Farres witterte die Raben, die nun über den Bäumen kreisten und hörte ihre krächzenden Rufe. Raj reagierte nicht, er war offenkundig blind und taub für die Nähe seiner Sippe. Gut so. Im Schutz der Dunkelheit würde Farres ein weites Stück stromaufwärts laufen und dort die Nande ungefährdet überqueren, ohne dass die Raben etwas davon mitbekommen würden. Noch vor dem Morgengrauen würde er die Canisfeste erreichen. Bis dahin hieß es abwarten … Und eine wirklich unliebsame Aufgabe übernehmen.
~*~
Raj wimmerte unwillkürlich vor Schmerz, als der Wolf ihm fluchend die Fesseln löste und begann, seine anhaltend blutenden Wunden zu versorgen. Bei jeder Bewegung der rechten Schulter durchzuckte ihn höllische Pein. Er war dankbar für den Knebel, der sein würdeloses Gewinsel dämpfte. Als Farres fertig war, dachte Raj zunächst, es wäre nun vorbei und er bekäme ein wenig Ruhe. Stattdessen machte sich der Kerl an seiner Hose zu schaffen.

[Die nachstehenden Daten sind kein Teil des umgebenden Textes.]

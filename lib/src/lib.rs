/*!
This library compiles formulae over Boolean symbols and integer difference constraints into `theory-consistent decision diagrams (T-DDs)`.

# Theory-consistent decision diagrams
A decision diagram of the Boolean abstraction of a formula has one path per Boolean model of the abstraction, including models which make no sense in the background theory (e.g. `x > 5` true and `x > 0` false).
A T-DD removes these paths: the formula is conjoined with the `theory lemmas` of its atoms, i.e. clauses which are valid in the theory and rule out the inconsistent combinations.
Lemmas may mention fresh atoms which do not occur in the formula; these are existentially quantified away again, so that the diagram speaks about the formula's atoms only.

The compilation is done in four steps:
- the lemmas are extracted by an all-SAT enumeration modulo the theory (see [solver] and [extract]), or supplied by the caller
- every atom of the formula and the lemmas gets a [label][datatypes::Label] (see [mapping])
- formula and lemmas are compiled into diagrams bottom up (see [walker]), the fresh atoms are quantified out of the lemmas and both parts are conjoined
- the resulting [TheoryDD][tdd::TheoryDD] answers satisfiability, validity, model counting and enumeration queries and can be conditioned, saved and loaded

# Diagram engines
Two engines implement the [Backend][backend::Backend] interface:
- [obdd::Bdd]: reduced ordered binary decision diagrams over an arbitrary variable order
- [sdd::SddManager]: compressed and trimmed sentential decision diagrams over a [vtree][sdd::Vtree]

Both engines hash-cons their nodes, so equivalent sub-diagrams are stored only once and equivalence checks are handle comparisons.

# Input format
Formulae are written in prefix notation (see [parser]):
- `and(x,y,...)`, `or(x,y,...)`: conjunction and disjunction
- `imp(x,y)`, `iff(x,y)`, `xor(x,y)`: implication, equivalence and exclusive or
- `ite(c,t,e)`: if-then-else
- `neg(x)`: classical negation
- `c(v)`, `c(f)`: verum and falsum
- `le(x,k)`, `lt(x,k)`, `eq(x,k)`, `ge(x,k)`, `gt(x,k)`: the constraint `x REL k`
- `le(x,y,k)`, ...: the difference constraint `x - y REL k`
- everything else is a Boolean symbol
*/

/*!
## Usage examples
Compile a formula with lemmas extracted by the total enumerator:
```rust
use theory_dd::parser::parse_formula;
use theory_dd::solver::TotalEnumerator;
use theory_dd::tdd::{CompileOptions, TheoryBdd};

let phi = parse_formula("and(gt(x,5),or(neg(gt(x,0)),p))").unwrap();
let mut reasoner = TotalEnumerator::default();
let tbdd = TheoryBdd::new(&phi, &mut reasoner, CompileOptions::default(), None).unwrap();
// x > 5 implies x > 0, so p has to hold
for model in tbdd.pick_all().unwrap() {
    assert_eq!(model.get(&theory_dd::formula::Atom::boolean("p")), Some(&true));
}
assert_eq!(tbdd.model_count().to_string(), "1");
```

### use sentential decision diagrams and inspect the timings
```rust
use theory_dd::parser::parse_formula;
use theory_dd::sdd::VtreeShape;
use theory_dd::solver::TotalEnumerator;
use theory_dd::tdd::{CompileOptions, TheorySdd};
use theory_dd::telemetry::ComputationLog;

let phi = parse_formula("or(and(lt(x,y,0),lt(y,z,0)),lt(z,x,0))").unwrap();
let mut reasoner = TotalEnumerator::default();
let mut log = ComputationLog::new();
let options = CompileOptions::default()
    .with_shape(VtreeShape::Right)
    .enumerate_true(true);
let tsdd = TheorySdd::new(&phi, &mut reasoner, options, Some(&mut log)).unwrap();
assert!(tsdd.is_sat());
assert!(log.get("T-SDD").is_some());
println!("{}", serde_json::to_string_pretty(&log).unwrap());
```

### persist a diagram
```rust
use theory_dd::parser::parse_formula;
use theory_dd::solver::DifferenceConverter;
use theory_dd::tdd::{CompileOptions, TheoryBdd};

let phi = parse_formula("xor(a,b)").unwrap();
let tbdd = TheoryBdd::abstraction(&phi, &DifferenceConverter, CompileOptions::default(), None).unwrap();
let folder = std::env::temp_dir().join("theory_dd_doc_example");
tbdd.save(&folder).unwrap();
let loaded = TheoryBdd::load(&folder).unwrap();
assert_eq!(loaded.model_count(), tbdd.model_count());
# std::fs::remove_dir_all(&folder).unwrap();
```
*/
#![deny(
    missing_debug_implementations,
    missing_copy_implementations,
    trivial_casts,
    trivial_numeric_casts,
    unsafe_code
)]
#![warn(
    missing_docs,
    unused_import_braces,
    unused_qualifications,
    unused_extern_crates,
    variant_size_differences
)]

pub mod backend;
pub mod datatypes;
pub mod error;
pub mod extract;
pub mod formula;
pub mod mapping;
pub mod obdd;
pub mod parser;
pub mod partition;
pub mod sdd;
pub mod solver;
pub mod tdd;
pub mod telemetry;
pub mod walker;

pub use error::{Result, TddError};
pub use tdd::{CompileOptions, TheoryBdd, TheoryDD, TheorySdd};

Raj erstarrte. Ja, vielleicht wollte Farres es ihm lediglich etwas bequemer machen und befreite ihn deshalb von den durchweichten Stiefeln und dem anderen Zeug. Hier unter den Tannen war der Boden trocken und selbst die piksigen Nadeln, unebenen Wurzeln und zahllosen Äste waren besser als der Matsch zuvor. Aber es war wenig wahrscheinlich, dass es um sein Wohlbefinden ging. Warum sollte es den Wolf kümmern, ob er sich unbehaglich fühlte oder nicht? Er wollte nicht nackt vor seinem Feind liegen! Am liebsten hätte er sich mit aller Kraft gewehrt, wenn sein Rücken ihm soviel Gezappel erlauben würde.

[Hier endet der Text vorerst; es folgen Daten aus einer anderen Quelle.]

//! Consistency checks for conjunctions of difference-logic literals.
//!
//! Every literal is translated into bounds `u - v <= c` over the integer
//! variables and an implicit zero; a set of bounds is consistent iff the
//! induced constraint graph has no negative cycle. Negated equalities are
//! disjunctions and are decided by case split.
use crate::formula::{Atom, Constraint, Relation};
use std::collections::HashMap;

/// `u - v <= weight`, where `None` is the constant zero.
#[derive(Debug, Clone, Copy, PartialEq, Eq)]
struct Bound<'a> {
    u: Option<&'a str>,
    v: Option<&'a str>,
    weight: i128,
}

enum Bounds<'a> {
    All(Vec<Bound<'a>>),
    Either(Bound<'a>, Bound<'a>),
}

fn bounds(c: &Constraint, positive: bool) -> Bounds<'_> {
    let l = Some(c.lhs.as_str());
    let r = c.rhs.as_deref();
    let k = i128::from(c.bound);
    // d = l - r
    let le = |w: i128| Bound { u: l, v: r, weight: w }; // d <= w
    let ge = |w: i128| Bound { u: r, v: l, weight: -w }; // d >= w
    match (c.relation, positive) {
        (Relation::Le, true) | (Relation::Gt, false) => Bounds::All(vec![le(k)]),
        (Relation::Le, false) | (Relation::Gt, true) => Bounds::All(vec![ge(k + 1)]),
        (Relation::Lt, true) | (Relation::Ge, false) => Bounds::All(vec![le(k - 1)]),
        (Relation::Lt, false) | (Relation::Ge, true) => Bounds::All(vec![ge(k)]),
        (Relation::Eq, true) => Bounds::All(vec![le(k), ge(k)]),
        (Relation::Eq, false) => Bounds::Either(le(k - 1), ge(k + 1)),
    }
}

/// Decides consistency of difference-logic literal sets and explains conflicts.
#[derive(Debug, Default, Clone, Copy)]
pub struct DifferenceLogic;

impl DifferenceLogic {
    /// Checks whether the conjunction of the given literals has an integer solution.
    /// Propositional symbols are ignored.
    pub fn consistent(&self, literals: &[(&Atom, bool)]) -> bool {
        let mut fixed = Vec::new();
        let mut choices = Vec::new();
        for (atom, positive) in literals {
            if let Atom::Diff(c) = atom {
                match bounds(c, *positive) {
                    Bounds::All(bs) => fixed.extend(bs),
                    Bounds::Either(a, b) => choices.push((a, b)),
                }
            }
        }
        if !feasible(&fixed) {
            return false;
        }
        Self::split(&mut fixed, &choices)
    }

    fn split<'a>(fixed: &mut Vec<Bound<'a>>, choices: &[(Bound<'a>, Bound<'a>)]) -> bool {
        match choices.split_first() {
            None => feasible(fixed),
            Some((&(a, b), rest)) => [a, b].into_iter().any(|choice| {
                fixed.push(choice);
                let result = feasible(fixed) && Self::split(fixed, rest);
                fixed.pop();
                result
            }),
        }
    }

    /// Shrinks an inconsistent literal set to a minimal inconsistent subset.
    /// Returns `None` if the literals are consistent.
    pub fn explain<'a>(&self, literals: &[(&'a Atom, bool)]) -> Option<Vec<(&'a Atom, bool)>> {
        if self.consistent(literals) {
            return None;
        }
        let mut core: Vec<(&Atom, bool)> = literals
            .iter()
            .filter(|(atom, _)| !atom.is_bool())
            .copied()
            .collect();
        let mut idx = 0;
        while idx < core.len() {
            let removed = core.remove(idx);
            if self.consistent(&core) {
                core.insert(idx, removed);
                idx += 1;
            }
        }
        Some(core)
    }
}

/// Bellman-Ford negative cycle detection from a virtual source.
fn feasible(bounds: &[Bound<'_>]) -> bool {
    let mut index: HashMap<Option<&str>, usize> = HashMap::new();
    let mut edges = Vec::with_capacity(bounds.len());
    for b in bounds {
        let next = index.len();
        let u = *index.entry(b.u).or_insert(next);
        let next = index.len();
        let v = *index.entry(b.v).or_insert(next);
        // u - v <= w  is the edge v -> u with weight w
        edges.push((v, u, b.weight));
    }
    let mut dist = vec![0i128; index.len()];
    for _ in 0..=index.len() {
        let mut changed = false;
        for &(from, to, weight) in &edges {
            if dist[from] + weight < dist[to] {
                dist[to] = dist[from] + weight;
                changed = true;
            }
        }
        if !changed {
            return true;
        }
    }
    false
}

#[cfg(test)]
mod test {
    use super::*;
    use test_log::test;

    fn gt(var: &str, k: i64) -> Atom {
        Atom::bound(var, Relation::Gt, k)
    }

    #[test]
    fn bounds_on_one_variable() {
        let t = DifferenceLogic;
        let (a, b) = (gt("x", 0), gt("x", 5));
        assert!(t.consistent(&[(&a, true), (&b, true)]));
        assert!(t.consistent(&[(&a, true), (&b, false)]));
        assert!(!t.consistent(&[(&a, false), (&b, true)]));
        assert!(t.consistent(&[(&a, false), (&b, false)]));
        assert_eq!(
            t.explain(&[(&a, false), (&b, true)]),
            Some(vec![(&a, false), (&b, true)])
        );
    }

    #[test]
    fn integer_semantics() {
        let t = DifferenceLogic;
        // 0 < x < 1 has no integer solution
        let (a, b) = (gt("x", 0), Atom::bound("x", Relation::Lt, 1));
        assert!(!t.consistent(&[(&a, true), (&b, true)]));
    }

    #[test]
    fn transitive_chain() {
        let t = DifferenceLogic;
        let xy = Atom::diff("x", "y", Relation::Le, -1); // x < y
        let yz = Atom::diff("y", "z", Relation::Le, -1); // y < z
        let zx = Atom::diff("z", "x", Relation::Le, -1); // z < x
        let p = Atom::boolean("p");
        let unrelated = gt("w", 3);
        let lits = [(&p, true), (&xy, true), (&unrelated, false), (&yz, true), (&zx, true)];
        assert!(!t.consistent(&lits));
        assert_eq!(
            t.explain(&lits),
            Some(vec![(&xy, true), (&yz, true), (&zx, true)])
        );
        assert_eq!(t.explain(&lits[..4]), None);
    }

    #[test]
    fn disequalities() {
        let t = DifferenceLogic;
        let eq = Atom::bound("x", Relation::Eq, 2);
        let ge = Atom::bound("x", Relation::Ge, 2);
        let le = Atom::bound("x", Relation::Le, 2);
        assert!(t.consistent(&[(&eq, false), (&ge, true)]));
        assert!(!t.consistent(&[(&eq, false), (&ge, true), (&le, true)]));
        assert!(!t.consistent(&[(&eq, true), (&le, false)]));
    }
}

„Ich tue das nicht gerne“, flüsterte Farres, während er sich dicht über ihn beugte, nachdem er ihn erneut gefesselt hatte. Viel zu dicht. Der Wolf nestelte an seiner eigenen Kleidung. Innerlich zog sich alles in Raj zusammen, als er die Bedeutung der Worte verstand. Gütiger Gott, nein!
„Nimm ihn ab!“, brüllte er undeutlich gegen den Knebel und riss hektisch an den Fesseln, bis der Schmerz ihn stoppte.